One curious feature of Enceladus’s jets is that one of the outflow peaks is brighter than the other. The new simulation reproduced the asymmetry and suggested that the edges of the tiger stripes tend to slip more in one direction than the other during each orbit. More slipping leads to more intense jets.

Berne cautioned that the team has not yet pinned down a mechanism that links the strike-slip activity to jet brightness. The team proposed that strike-slip motion weakens areas along the stripes that have already been stretched and morphed by tides until they eventually pull apart.
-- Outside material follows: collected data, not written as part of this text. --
//! In-process typed publish/subscribe hub.
//!
//! Event kinds are registered with [`EventBus::define`] together with a JSON
//! schema for their properties. [`EventBus::publish`] validates the payload and
//! delivers it synchronously, in subscription order, to every handler
//! registered for that exact kind and then to every [`EventBus::subscribe_all`]
//! handler. Handlers run on the publisher's task.
//!
//! Delivery iterates over a snapshot of the subscriber list taken when the
//! publish starts: a handler subscribed while an event is being delivered sees
//! the next event, never the in-flight one, and is never invoked twice.

pub mod events;

use std::collections::HashMap;
use std::sync::{Arc, Mutex, OnceLock, RwLock, Weak};

use serde::{Deserialize, Serialize};
use serde_json::Value;
use tokio::sync::mpsc;
use tokio_stream::wrappers::UnboundedReceiverStream;

use crate::error::{KilnError, Result};
use crate::tools::validation::validate_arguments;

/// A published event.
#[derive(Debug, Clone, PartialEq, Serialize, Deserialize)]
pub struct BusEvent {
    #[serde(rename = "type")]
    pub event_type: String,
    pub properties: Value,
}

/// Returned by [`EventBus::once`] handlers to keep or drop the subscription.
#[derive(Debug, Clone, Copy, PartialEq, Eq)]
pub enum Flow {
    Continue,
    Done,
}

/// Subscriber callback.
pub type Handler = Arc<dyn Fn(&BusEvent) + Send + Sync>;

#[derive(Default)]
struct Subscribers {
    next_id: u64,
    by_type: HashMap<String, Vec<(u64, Handler)>>,
    all: Vec<(u64, Handler)>,
}

#[derive(Default)]
struct BusInner {
    definitions: RwLock<HashMap<String, Value>>,
    subscribers: Mutex<Subscribers>,
}

impl BusInner {
    fn remove(&self, id: u64, event_type: Option<&str>) {
        let mut subs = self
            .subscribers
            .lock()
            .unwrap_or_else(|poisoned| poisoned.into_inner());
        match event_type {
            Some(event_type) => {
                if let Some(list) = subs.by_type.get_mut(event_type) {
                    list.retain(|(sub_id, _)| *sub_id != id);
                    if list.is_empty() {
                        subs.by_type.remove(event_type);
                    }
                }
            }
            None => subs.all.retain(|(sub_id, _)| *sub_id != id),
        }
    }
}

/// Handle to a registered subscriber.
///
/// Dropping the handle keeps the subscription alive; call
/// [`Subscription::unsubscribe`] to remove it.
#[derive(Debug, Clone)]
pub struct Subscription {
    id: u64,
    event_type: Option<String>,
    bus: Weak<BusInner>,
}

impl Subscription {
    pub fn unsubscribe(&self) {
        if let Some(bus) = self.bus.upgrade() {
            bus.remove(self.id, self.event_type.as_deref());
        }
    }
}

impl std::fmt::Debug for BusInner {
    fn fmt(&self, f: &mut std::fmt::Formatter<'_>) -> std::fmt::Result {
        f.debug_struct("BusInner").finish_non_exhaustive()
    }
}

/// Typed publish/subscribe hub. Cheap to clone; clones share subscribers.
#[derive(Clone, Default)]
pub struct EventBus {
    inner: Arc<BusInner>,
}

impl std::fmt::Debug for EventBus {
    fn fmt(&self, f: &mut std::fmt::Formatter<'_>) -> std::fmt::Result {
        let kinds = self
            .inner
            .definitions
            .read()
            .map(|defs| defs.len())
            .unwrap_or_default();
        f.debug_struct("EventBus").field("kinds", &kinds).finish()
    }
}

impl EventBus {
    /// Create a bus with the built-in event kinds registered.
    pub fn new() -> Self {
        let bus = Self::empty();
        events::define_builtin(&bus);
        bus
    }

    /// Create a bus with no event kinds registered.
    pub fn empty() -> Self {
        Self::default()
    }

    /// Register (or replace) the schema for an event kind.
    pub fn define(&self, event_type: impl Into<String>, schema: Value) {
        self.inner
            .definitions
            .write()
            .unwrap_or_else(|poisoned| poisoned.into_inner())
            .insert(event_type.into(), schema);
    }

    pub fn is_defined(&self, event_type: &str) -> bool {
        self.inner
            .definitions
            .read()
            .map(|defs| defs.contains_key(event_type))
            .unwrap_or(false)
    }

    /// Validate and deliver an event.
    pub fn publish(&self, event_type: &str, properties: Value) -> Result<()> {
        {
            let defs = self
                .inner
                .definitions
                .read()
                .unwrap_or_else(|poisoned| poisoned.into_inner());
            let schema = defs.get(event_type).ok_or_else(|| {
                KilnError::Validation(format!("unknown event type '{event_type}'"))
            })?;
            validate_arguments(&properties, schema).map_err(|message| {
                KilnError::Validation(format!("invalid '{event_type}' event: {message}"))
            })?;
        }

        let handlers: Vec<Handler> = {
            let subs = self
                .inner
                .subscribers
                .lock()
                .unwrap_or_else(|poisoned| poisoned.into_inner());
            subs.by_type
                .get(event_type)
                .into_iter()
                .flatten()
                .chain(subs.all.iter())
                .map(|(_, handler)| handler.clone())
                .collect()
        };
        if handlers.is_empty() {
            return Ok(());
        }

        let event = BusEvent {
            event_type: event_type.to_string(),
            properties,
        };
        tracing::trace!(event_type, subscribers = handlers.len(), "bus publish");
        for handler in handlers {
            handler(&event);
        }
        Ok(())
    }

    /// Serialize `properties` and publish them.
    pub fn publish_serialized<T: Serialize>(&self, event_type: &str, properties: &T) -> Result<()> {
        self.publish(event_type, serde_json::to_value(properties)?)
    }

    /// Subscribe to one event kind.
    pub fn subscribe<F>(&self, event_type: impl Into<String>, handler: F) -> Subscription
    where
        F: Fn(&BusEvent) + Send + Sync + 'static,
    {
        let event_type = event_type.into();
        let mut subs = self
            .inner
            .subscribers
            .lock()
            .unwrap_or_else(|poisoned| poisoned.into_inner());
        subs.next_id += 1;
        let id = subs.next_id;
        subs.by_type
            .entry(event_type.clone())
            .or_default()
            .push((id, Arc::new(handler)));
        Subscription {
            id,
            event_type: Some(event_type),
            bus: Arc::downgrade(&self.inner),
        }
    }

    /// Subscribe to every event kind.
    pub fn subscribe_all<F>(&self, handler: F) -> Subscription
    where
        F: Fn(&BusEvent) + Send + Sync + 'static,
    {
        let mut subs = self
            .inner
            .subscribers
            .lock()
            .unwrap_or_else(|poisoned| poisoned.into_inner());
        subs.next_id += 1;
        let id = subs.next_id;
        subs.all.push((id, Arc::new(handler)));
        Subscription {
            id,
            event_type: None,
            bus: Arc::downgrade(&self.inner),
        }
    }

    /// Run `handler` on matching events until it returns [`Flow::Done`].
    pub fn once<F>(&self, event_type: impl Into<String>, handler: F) -> Subscription
    where
        F: Fn(&BusEvent) -> Flow + Send + Sync + 'static,
    {
        let slot: Arc<OnceLock<Subscription>> = Arc::new(OnceLock::new());
        let done = Arc::new(std::sync::atomic::AtomicBool::new(false));
        let handler_slot = slot.clone();
        let subscription = self.subscribe(event_type, move |event| {
            if done.load(std::sync::atomic::Ordering::SeqCst) {
                return;
            }
            if handler(event) == Flow::Done {
                done.store(true, std::sync::atomic::Ordering::SeqCst);
                if let Some(sub) = handler_slot.get() {
                    sub.unsubscribe();
                }
            }
        });
        let _ = slot.set(subscription.clone());
        subscription
    }

    /// Adapt a subscription into an async stream of events.
    pub fn channel(
        &self,
        event_type: impl Into<String>,
    ) -> (Subscription, UnboundedReceiverStream<BusEvent>) {
        let (tx, rx) = mpsc::unbounded_channel();
        let sub = self.subscribe(event_type, move |event| {
            let _ = tx.send(event.clone());
        });
        (sub, UnboundedReceiverStream::new(rx))
    }

    /// Stream every published event.
    pub fn channel_all(&self) -> (Subscription, UnboundedReceiverStream<BusEvent>) {
        let (tx, rx) = mpsc::unbounded_channel();
        let sub = self.subscribe_all(move |event| {
            let _ = tx.send(event.clone());
        });
        (sub, UnboundedReceiverStream::new(rx))
    }

    #[cfg(test)]
    fn subscriber_count(&self, event_type: &str) -> usize {
        let subs = self.inner.subscribers.lock().unwrap();
        subs.by_type.get(event_type).map(Vec::len).unwrap_or(0)
    }
}
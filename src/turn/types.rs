//! Turn request, settings and result types.

use serde::{Deserialize, Serialize};
use strum::{Display, EnumString};

use super::doom_loop::DEFAULT_THRESHOLD;
use super::events::AgentEventSink;
use super::retry::RetryPolicy;
use crate::id::{self, IdPrefix};
use crate::model::ModelMessage;
use crate::session::AssistantMessage;

/// How a turn ended.
#[derive(Debug, Clone, Copy, PartialEq, Eq, Serialize, Deserialize, Display, EnumString)]
#[serde(rename_all = "lowercase")]
#[strum(serialize_all = "lowercase")]
pub enum TurnOutcome {
    /// The model finished without requesting more tools.
    Stop,
    /// A permission or question was rejected.
    Blocked,
    /// The context window is full; the caller should compact and continue.
    Compact,
    Error,
}

/// Limits applied to every turn a processor runs.
#[derive(Debug, Clone, PartialEq, Eq)]
pub struct TurnSettings {
    /// Maximum model round-trips per turn.
    pub max_steps: usize,
    pub doom_loop_threshold: usize,
    /// Context size (tokens) above which the turn ends in [`TurnOutcome::Compact`].
    pub context_limit: Option<u64>,
    pub retry: RetryPolicy,
}

impl Default for TurnSettings {
    fn default() -> Self {
        Self {
            max_steps: 20,
            doom_loop_threshold: DEFAULT_THRESHOLD,
            context_limit: None,
            retry: RetryPolicy::default(),
        }
    }
}

/// Request payload to run one turn.
#[derive(Clone)]
pub struct TurnRequest {
    pub session_id: String,
    /// Id of the assistant message the turn writes into.
    pub message_id: String,
    pub parent_id: Option<String>,
    pub messages: Vec<ModelMessage>,
    pub event_sink: Option<AgentEventSink>,
}

impl std::fmt::Debug for TurnRequest {
    fn fmt(&self, f: &mut std::fmt::Formatter<'_>) -> std::fmt::Result {
        f.debug_struct("TurnRequest")
            .field("session_id", &self.session_id)
            .field("message_id", &self.message_id)
            .field("parent_id", &self.parent_id)
            .field("messages", &self.messages.len())
            .finish_non_exhaustive()
    }
}

impl TurnRequest {
    pub fn new(session_id: impl Into<String>, messages: Vec<ModelMessage>) -> Self {
        Self {
            session_id: session_id.into(),
            message_id: id::ascending(IdPrefix::Message),
            parent_id: None,
            messages,
            event_sink: None,
        }
    }

    pub fn with_message_id(mut self, message_id: impl Into<String>) -> Self {
        self.message_id = message_id.into();
        self
    }

    pub fn with_parent_id(mut self, parent_id: impl Into<String>) -> Self {
        self.parent_id = Some(parent_id.into());
        self
    }

    pub fn with_event_sink(mut self, sink: AgentEventSink) -> Self {
        self.event_sink = Some(sink);
        self
    }
}

/// Final state of a turn.
#[derive(Debug, Clone)]
pub struct TurnResult {
    pub outcome: TurnOutcome,
    /// The assistant message as last persisted.
    pub message: AssistantMessage,
    /// Model round-trips started, retries excluded.
    pub steps: usize,
}

impl TurnResult {
    pub fn is_blocked(&self) -> bool {
        self.outcome == TurnOutcome::Blocked
    }
}
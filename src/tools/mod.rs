//! Tool contract, invocation wrapper and the built-in tools.

pub mod apply_patch;
pub mod arguments;
pub mod batch;
pub mod registry;
pub mod tool;
pub mod truncate;
pub mod types;
pub mod validation;

pub use apply_patch::ApplyPatchTool;
pub use arguments::ToolArguments;
pub use batch::{BatchTool, CallReport, MAX_BATCH};
pub use registry::ToolRegistry;
pub use tool::{FunctionTool, PermissionCheck, Tool, ToolContext};
pub use truncate::{Direction, TruncateOptions, Truncated, Truncator};
pub use types::{ParameterBuilder, ToolOutcome, ToolOutput, ToolParameters};
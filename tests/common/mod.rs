//! Shared test harness: a replayed model, file-backed store and a few tools.
#![allow(dead_code)]

use std::path::{Path, PathBuf};
use std::sync::{Arc, Mutex};
use std::time::Duration;

use serde_json::{json, Value};
use tempfile::TempDir;

use kiln::bus::EventBus;
use kiln::model::{FinishReason, ReplayModel, ReplayStep, StreamEvent};
use kiln::permission::{PermissionEngine, Ruleset};
use kiln::session::{Part, SessionStore, StorageSessionStore, Usage};
use kiln::storage::Storage;
use kiln::error::Result;
use kiln::tools::{
    ApplyPatchTool, BatchTool, FunctionTool, ToolArguments, ToolContext, ToolOutput, ToolParameters, ToolRegistry, Truncator,
};
use kiln::turn::{AgentEvent, AgentEventSink, RetryPolicy, TurnProcessor, TurnSettings};

pub const SESSION: &str = "ses_test";

pub struct Harness {
    pub dir: TempDir,
    pub bus: EventBus,
    pub model: Arc<ReplayModel>,
    pub store: Arc<StorageSessionStore>,
    pub permissions: Arc<PermissionEngine>,
    pub registry: Arc<ToolRegistry>,
}

impl Harness {
    pub fn new(rounds: Vec<Vec<ReplayStep>>) -> Self {
        let dir = tempfile::tempdir().unwrap();
        let bus = EventBus::new();
        let store = Arc::new(StorageSessionStore::new(Storage::new(dir.path()), bus.clone()));
        let permissions = Arc::new(PermissionEngine::new(bus.clone()));
        let registry = Arc::new(registry(dir.path()));
        Self {
            dir,
            bus,
            model: Arc::new(ReplayModel::new(rounds)),
            store,
            permissions,
            registry,
        }
    }

    pub fn processor(&self, ruleset: Ruleset) -> TurnProcessor {
        TurnProcessor::new(
            self.model.clone(),
            self.registry.clone(),
            self.permissions.clone(),
            self.store.clone(),
        )
        .with_ruleset(ruleset)
        .with_settings(fast_settings())
    }

    /// Directory `apply_patch` edits.
    pub fn workspace(&self) -> PathBuf {
        self.dir.path().join("work")
    }

    pub async fn parts(&self, message_id: &str) -> Vec<Part> {
        self.store.parts(message_id).await.unwrap()
    }
}

/// Defaults with millisecond-scale retry backoff.
pub fn fast_settings() -> TurnSettings {
    TurnSettings {
        retry: RetryPolicy {
            max_attempts: 3,
            initial_delay: Duration::from_millis(5),
            max_delay: Duration::from_millis(20),
            max_jitter: Duration::ZERO,
        },
        ..TurnSettings::default()
    }
}

async fn echo(args: ToolArguments, _ctx: ToolContext) -> Result<ToolOutput> {
    Ok(ToolOutput::new("echo", args.get_str("text")?))
}

async fn read(args: ToolArguments, _ctx: ToolContext) -> Result<ToolOutput> {
    let path = args.get_str("path")?;
    Ok(ToolOutput::new(path, format!("contents of {path}")))
}

async fn bash(args: ToolArguments, _ctx: ToolContext) -> Result<ToolOutput> {
    Ok(ToolOutput::new("bash", format!("ran {}", args.get_str("command")?)))
}

fn registry(dir: &Path) -> ToolRegistry {
    let string_param = |name: &str, description: &str| ToolParameters::object().string(name, description, true).build();
    ToolRegistry::new(Truncator::new(dir))
        .with_tool(Arc::new(FunctionTool::new("echo", "Echo text back", string_param("text", "Text to echo"), echo)))
        .with_tool(Arc::new(FunctionTool::new("read", "Read a file", string_param("path", "File path"), read)))
        .with_tool(Arc::new(FunctionTool::new("bash", "Run a shell command", string_param("command", "Command line"), bash)))
        .with_tool(Arc::new(BatchTool::default()))
        .with_tool(Arc::new(ApplyPatchTool::new(dir.join("work"))))
}

/// Collects agent events in emission order.
pub fn recorder() -> (AgentEventSink, Arc<Mutex<Vec<AgentEvent>>>) {
    let events = Arc::new(Mutex::new(Vec::new()));
    let sink_events = events.clone();
    let sink: AgentEventSink = Arc::new(move |event: AgentEvent| sink_events.lock().unwrap().push(event));
    (sink, events)
}

pub fn text(id: &str, chunks: &[&str]) -> Vec<ReplayStep> {
    let mut steps = vec![StreamEvent::TextStart { id: id.into() }.into()];
    steps.extend(chunks.iter().map(|chunk| {
        ReplayStep::from(StreamEvent::TextDelta {
            id: id.into(),
            text: chunk.to_string(),
        })
    }));
    steps.push(StreamEvent::TextEnd { id: id.into() }.into());
    steps
}

pub fn tool_call(call_id: &str, tool: &str, input: Value) -> ReplayStep {
    StreamEvent::ToolCall {
        call_id: call_id.into(),
        tool_name: tool.into(),
        input,
        provider_executed: false,
    }
    .into()
}

pub fn finish(reason: FinishReason) -> ReplayStep {
    finish_with(reason, Usage::default())
}

pub fn finish_with(reason: FinishReason, usage: Usage) -> ReplayStep {
    StreamEvent::FinishStep {
        usage,
        cost: 0.0,
        finish_reason: Some(reason),
    }
    .into()
}

/// A round that only answers with text.
pub fn answer(chunks: &[&str]) -> Vec<ReplayStep> {
    let mut steps = text("answer", chunks);
    steps.push(finish(FinishReason::Stop));
    steps
}

/// A round that calls one tool.
pub fn call_round(call_id: &str, tool: &str, input: Value) -> Vec<ReplayStep> {
    vec![tool_call(call_id, tool, input), finish(FinishReason::ToolCalls)]
}

pub fn read_round(call_id: &str, path: &str) -> Vec<ReplayStep> {
    call_round(call_id, "read", json!({ "path": path }))
}
//! Output-size capping for tool results.
//!
//! Output over either cap is cut from the chosen end; the full text is saved
//! to `<data_dir>/tool-output/<tool id>` and the kept text carries a note
//! pointing at that file. Side files are named by ascending `tool_` IDs, so
//! their age can be read from the name when cleaning up.

use std::path::{Path, PathBuf};
use std::sync::Arc;
use std::time::Duration;

use serde::{Deserialize, Serialize};
use tokio::task::JoinHandle;
use tokio_util::sync::CancellationToken;

use crate::error::Result;
use crate::id::{self, IdPrefix};

pub const MAX_LINES: usize = 2000;
pub const MAX_BYTES: usize = 50 * 1024;
pub const OUTPUT_DIR: &str = "tool-output";
pub const RETENTION: Duration = Duration::from_secs(7 * 24 * 60 * 60);

/// Which end of the output to keep.
#[derive(Debug, Clone, Copy, Default, PartialEq, Eq, Serialize, Deserialize)]
#[serde(rename_all = "lowercase")]
pub enum Direction {
    #[default]
    Head,
    Tail,
}

#[derive(Debug, Clone, Copy, PartialEq, Eq, bon::Builder)]
pub struct TruncateOptions {
    #[builder(default = MAX_LINES)]
    pub max_lines: usize,
    #[builder(default = MAX_BYTES)]
    pub max_bytes: usize,
    #[builder(default)]
    pub direction: Direction,
}

impl Default for TruncateOptions {
    fn default() -> Self {
        Self::builder().build()
    }
}

#[derive(Debug, Clone, PartialEq, Eq)]
pub struct Truncated {
    pub content: String,
    pub truncated: bool,
    /// Side file holding the full output.
    pub output_path: Option<PathBuf>,
}

/// Applies truncation and owns the side-file directory.
#[derive(Debug, Clone)]
pub struct Truncator {
    dir: PathBuf,
    defaults: TruncateOptions,
}

impl Truncator {
    pub fn new(data_dir: impl AsRef<Path>) -> Self {
        Self {
            dir: data_dir.as_ref().join(OUTPUT_DIR),
            defaults: TruncateOptions::default(),
        }
    }

    pub fn with_defaults(mut self, defaults: TruncateOptions) -> Self {
        self.defaults = defaults;
        self
    }

    pub fn dir(&self) -> &Path {
        &self.dir
    }

    pub fn defaults(&self) -> &TruncateOptions {
        &self.defaults
    }

    /// Truncate with the configured defaults.
    pub async fn apply(&self, text: &str) -> Result<Truncated> {
        self.apply_with(text, &self.defaults).await
    }

    pub async fn apply_with(&self, text: &str, options: &TruncateOptions) -> Result<Truncated> {
        let lines: Vec<&str> = text.split('\n').collect();
        let total_bytes = text.len();
        if lines.len() <= options.max_lines && total_bytes <= options.max_bytes {
            return Ok(Truncated {
                content: text.to_string(),
                truncated: false,
                output_path: None,
            });
        }

        let mut kept: Vec<&str> = Vec::new();
        let mut bytes = 0usize;
        let mut hit_bytes = false;
        match options.direction {
            Direction::Head => {
                for line in lines.iter().take(options.max_lines) {
                    let size = line.len() + usize::from(!kept.is_empty());
                    if bytes + size > options.max_bytes {
                        hit_bytes = true;
                        break;
                    }
                    kept.push(line);
                    bytes += size;
                }
            }
            Direction::Tail => {
                for line in lines.iter().rev().take(options.max_lines) {
                    let size = line.len() + usize::from(!kept.is_empty());
                    if bytes + size > options.max_bytes {
                        hit_bytes = true;
                        break;
                    }
                    kept.push(line);
                    bytes += size;
                }
                kept.reverse();
            }
        }

        let (removed, unit) = if hit_bytes {
            (total_bytes - bytes, "bytes")
        } else {
            (lines.len() - kept.len(), "lines")
        };
        let preview = kept.join("\n");

        tokio::fs::create_dir_all(&self.dir).await?;
        let path = self.dir.join(id::ascending(IdPrefix::Tool));
        tokio::fs::write(&path, text).await?;
        tracing::debug!(path = %path.display(), removed, unit, "tool output truncated");

        let hint = format!(
            "The tool call succeeded but the output was truncated. Full output saved to: {}\n\
             Search the full content or read it with an offset and limit to view specific sections.",
            path.display()
        );
        let content = match options.direction {
            Direction::Head => format!("{preview}\n\n...{removed} {unit} truncated...\n\n{hint}"),
            Direction::Tail => format!("...{removed} {unit} truncated...\n\n{hint}\n\n{preview}"),
        };
        Ok(Truncated {
            content,
            truncated: true,
            output_path: Some(path),
        })
    }

    /// Delete side files older than [`RETENTION`]; returns how many were removed.
    pub async fn cleanup(&self) -> Result<usize> {
        let mut entries = match tokio::fs::read_dir(&self.dir).await {
            Ok(entries) => entries,
            Err(err) if err.kind() == std::io::ErrorKind::NotFound => return Ok(0),
            Err(err) => return Err(err.into()),
        };
        let cutoff = chrono::Utc::now().timestamp_millis().max(0) as u64;
        let cutoff = cutoff.saturating_sub(RETENTION.as_millis() as u64);

        let mut removed = 0;
        while let Some(entry) = entries.next_entry().await? {
            let name = entry.file_name();
            let Some(name) = name.to_str() else { continue };
            if !name.starts_with("tool_") {
                continue;
            }
            let Some(created) = id::timestamp(name) else { continue };
            if created < cutoff {
                tokio::fs::remove_file(entry.path()).await?;
                removed += 1;
            }
        }
        if removed > 0 {
            tracing::debug!(removed, "expired tool output removed");
        }
        Ok(removed)
    }

    /// Run [`Truncator::cleanup`] every `interval` until `cancel` fires.
    pub fn spawn_cleanup(self: Arc<Self>, interval: Duration, cancel: CancellationToken) -> JoinHandle<()> {
        tokio::spawn(async move {
            let mut ticker = tokio::time::interval(interval);
            loop {
                tokio::select! {
                    _ = cancel.cancelled() => break,
                    _ = ticker.tick() => {
                        if let Err(err) = self.cleanup().await {
                            tracing::warn!(error = %err, "tool output cleanup failed");
                        }
                    }
                }
            }
        })
    }
}

#[cfg(test)]
mod tests {
    use super::*;

    fn numbered(count: usize) -> String {
        (0..count)
            .map(|i| format!("line{i}"))
            .collect::<Vec<_>>()
            .join("\n")
    }

    #[tokio::test]
    async fn small_output_is_unchanged() {
        let dir = tempfile::tempdir().unwrap();
        let truncator = Truncator::new(dir.path());
        let result = truncator.apply("hello\nworld").await.unwrap();
        assert!(!result.truncated);
        assert_eq!(result.content, "hello\nworld");
        assert!(result.output_path.is_none());
        assert!(!truncator.dir().exists());
    }

    #[tokio::test]
    async fn line_cap_spills_full_text() {
        let dir = tempfile::tempdir().unwrap();
        let truncator = Truncator::new(dir.path());
        let text = numbered(3000);
        let result = truncator.apply(&text).await.unwrap();
        assert!(result.truncated);
        assert!(result.content.starts_with("line0\n"));
        assert!(result.content.contains("...1000 lines truncated..."));
        let path = result.output_path.unwrap();
        assert_eq!(std::fs::read_to_string(&path).unwrap(), text);
        assert!(result.content.contains(&path.display().to_string()));
    }

    #[tokio::test]
    async fn head_and_tail_keep_opposite_ends() {
        let dir = tempfile::tempdir().unwrap();
        let truncator = Truncator::new(dir.path());
        let text = numbered(100);

        let head = TruncateOptions::builder().max_lines(5).build();
        let result = truncator.apply_with(&text, &head).await.unwrap();
        assert!(result.content.starts_with("line0\nline1\nline2\nline3\nline4\n\n...95 lines"));

        let tail = TruncateOptions::builder()
            .max_lines(5)
            .direction(Direction::Tail)
            .build();
        let result = truncator.apply_with(&text, &tail).await.unwrap();
        assert!(result.content.starts_with("...95 lines truncated..."));
        assert!(result.content.ends_with("\n\nline95\nline96\nline97\nline98\nline99"));
    }

    #[tokio::test]
    async fn byte_cap_reports_bytes() {
        let dir = tempfile::tempdir().unwrap();
        let truncator = Truncator::new(dir.path());
        let text = "x".repeat(100);
        let options = TruncateOptions::builder().max_bytes(10).build();
        let result = truncator.apply_with(&text, &options).await.unwrap();
        assert!(result.truncated);
        assert!(result.content.contains("...100 bytes truncated..."), "{}", result.content);
    }

    #[tokio::test]
    async fn cleanup_removes_only_expired_files() {
        let dir = tempfile::tempdir().unwrap();
        let truncator = Truncator::new(dir.path());
        std::fs::create_dir_all(truncator.dir()).unwrap();

        let old_millis = chrono::Utc::now().timestamp_millis() as u64 - 8 * 24 * 60 * 60 * 1000;
        let old = format!("tool_{:016x}{}", old_millis * 4096 + 1, "a".repeat(14));
        std::fs::write(truncator.dir().join(&old), "old").unwrap();
        let fresh = id::ascending(IdPrefix::Tool);
        std::fs::write(truncator.dir().join(&fresh), "fresh").unwrap();
        std::fs::write(truncator.dir().join("notes.txt"), "keep").unwrap();

        assert_eq!(truncator.cleanup().await.unwrap(), 1);
        assert!(!truncator.dir().join(&old).exists());
        assert!(truncator.dir().join(&fresh).exists());
        assert!(truncator.dir().join("notes.txt").exists());
    }

    #[tokio::test(start_paused = true)]
    async fn spawned_cleanup_stops_on_cancel() {
        let dir = tempfile::tempdir().unwrap();
        let truncator = Arc::new(Truncator::new(dir.path()));
        let cancel = CancellationToken::new();
        let handle = truncator.spawn_cleanup(Duration::from_secs(60), cancel.clone());
        tokio::time::sleep(Duration::from_secs(120)).await;
        cancel.cancel();
        handle.await.unwrap();
    }
}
They plan to explore this possible mechanism more fully in future work.

“It’s exactly the type of tricky modeling work we need to understand a body like Enceladus.”

“This work is really exciting,” said Hamish Hay, a planetary scientist at the University of Oxford in the United Kingdom who was not involved with the study. “It’s exactly the type of tricky modeling work we need to understand a body like Enceladus,” he said. “The correlation the authors find between fault activity and plume brightness is very intriguing.”

Features such as chasmata, rift zones that radiate like bicycle wheel spokes from the south polar terrain, could also have been created by this asymmetrical motion.

“This is how geology is created around tectonic faults, like the San Andreas Fault,” Berne said. “Our models, even though they only treat the short-term deformation problem, have implications for the long-term evolution of the south polar terrain.”